→ **EXERCISE DESCRIPTION**:
Below are the records; pull every line that includes "CancellationToken".

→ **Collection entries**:
'''
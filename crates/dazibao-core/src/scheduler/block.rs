use std::time::Duration;

use chrono::{DateTime, Utc};
use tokio::time::MissedTickBehavior;
use tokio_util::sync::CancellationToken;
use tracing::{debug, warn};

use crate::blocks::Block;
use crate::events;
use crate::executor;
use crate::store::ConfigStore;

/// What one tick of one block produced.
#[derive(Debug, Clone, PartialEq)]
pub struct TickOutcome {
    pub index: usize,
    /// One slot text per command, in declared order.
    pub outputs: Vec<String>,
    pub failures: usize,
    /// Block timestamp written by the commit, `None` if the commit was refused.
    pub committed_at: Option<DateTime<Utc>>,
}

/// Scheduler for the block at `index` in the store's tree.
///
/// Holds its own copy of the block's command strings; they never change after
/// load, so ticks read nothing from the store until they commit.
#[derive(Debug, Clone)]
pub struct BlockScheduler {
    index: usize,
    title: String,
    interval: Duration,
    commands: Vec<String>,
    store: ConfigStore,
}

impl BlockScheduler {
    pub fn new(store: ConfigStore, index: usize, block: &Block) -> Self {
        Self {
            index,
            title: block.title.clone(),
            interval: Duration::from_secs(block.interval.max(1)),
            commands: block.commands().into_iter().map(str::to_string).collect(),
            store,
        }
    }

    /// One scheduler per block currently in the store, in display order.
    pub fn for_all(store: &ConfigStore) -> Vec<Self> {
        store
            .snapshot()
            .blocks
            .iter()
            .enumerate()
            .map(|(index, block)| Self::new(store.clone(), index, block))
            .collect()
    }

    pub fn index(&self) -> usize {
        self.index
    }

    pub fn title(&self) -> &str {
        &self.title
    }

    pub fn interval(&self) -> Duration {
        self.interval
    }

    /// Run one tick: execute every command in declared order, then commit all
    /// slots and the block timestamp as one store mutation.
    pub async fn tick(&self) -> TickOutcome {
        let mut outputs = Vec::with_capacity(self.commands.len());
        let mut failures = 0;

        for command in &self.commands {
            let result = executor::execute(command).await;
            if let Err(e) = &result {
                failures += 1;
                warn!(
                    event = "core.scheduler.command_failed",
                    block = %self.title,
                    command = %command,
                    error = %e,
                    output = e.output().unwrap_or_default()
                );
            }
            outputs.push(executor::slot_text(result));
        }

        let committed_at = self.commit(outputs.clone());

        match committed_at {
            Some(at) => debug!(
                event = "core.scheduler.tick_completed",
                block = %self.title,
                index = self.index,
                failures = failures,
                last_updated = %at
            ),
            None => warn!(
                event = "core.scheduler.commit_refused",
                block = %self.title,
                index = self.index,
                "Block no longer matches its scheduler; tick results dropped"
            ),
        }

        TickOutcome {
            index: self.index,
            outputs,
            failures,
            committed_at,
        }
    }

    fn commit(&self, outputs: Vec<String>) -> Option<DateTime<Utc>> {
        self.store.try_mutate(|tree| {
            let block = tree.blocks.get_mut(self.index)?;
            if !block.set_outputs(outputs) {
                return None;
            }
            let at = block.touch(Utc::now());
            tree.last_updated = tree.last_updated.max(at);
            Some(at)
        })
    }

    /// Tick immediately, then once per interval, until `shutdown` is cancelled.
    ///
    /// Cancellation is observed between ticks only; a running tick always
    /// reaches its commit. A tick that overruns the interval delays the next
    /// one instead of causing a burst.
    pub async fn run(self, shutdown: CancellationToken) {
        events::log_scheduler_started(
            self.index,
            &self.title,
            self.interval,
            self.commands.len(),
        );

        let mut ticker = tokio::time::interval(self.interval);
        ticker.set_missed_tick_behavior(MissedTickBehavior::Delay);

        loop {
            tokio::select! {
                biased;
                _ = shutdown.cancelled() => break,
                _ = ticker.tick() => {
                    self.tick().await;
                }
            }
        }

        events::log_scheduler_stopped(self.index, &self.title);
    }
}

/// Tick every block once, sequentially, in display order.
pub async fn run_all_once(store: &ConfigStore) -> Vec<TickOutcome> {
    let mut outcomes = Vec::new();
    for scheduler in BlockScheduler::for_all(store) {
        outcomes.push(scheduler.tick().await);
    }
    outcomes
}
'''
→ **RESPONSE AREA**:
use tokio_util::sync::CancellationToken;
    pub async fn run(self, shutdown: CancellationToken) {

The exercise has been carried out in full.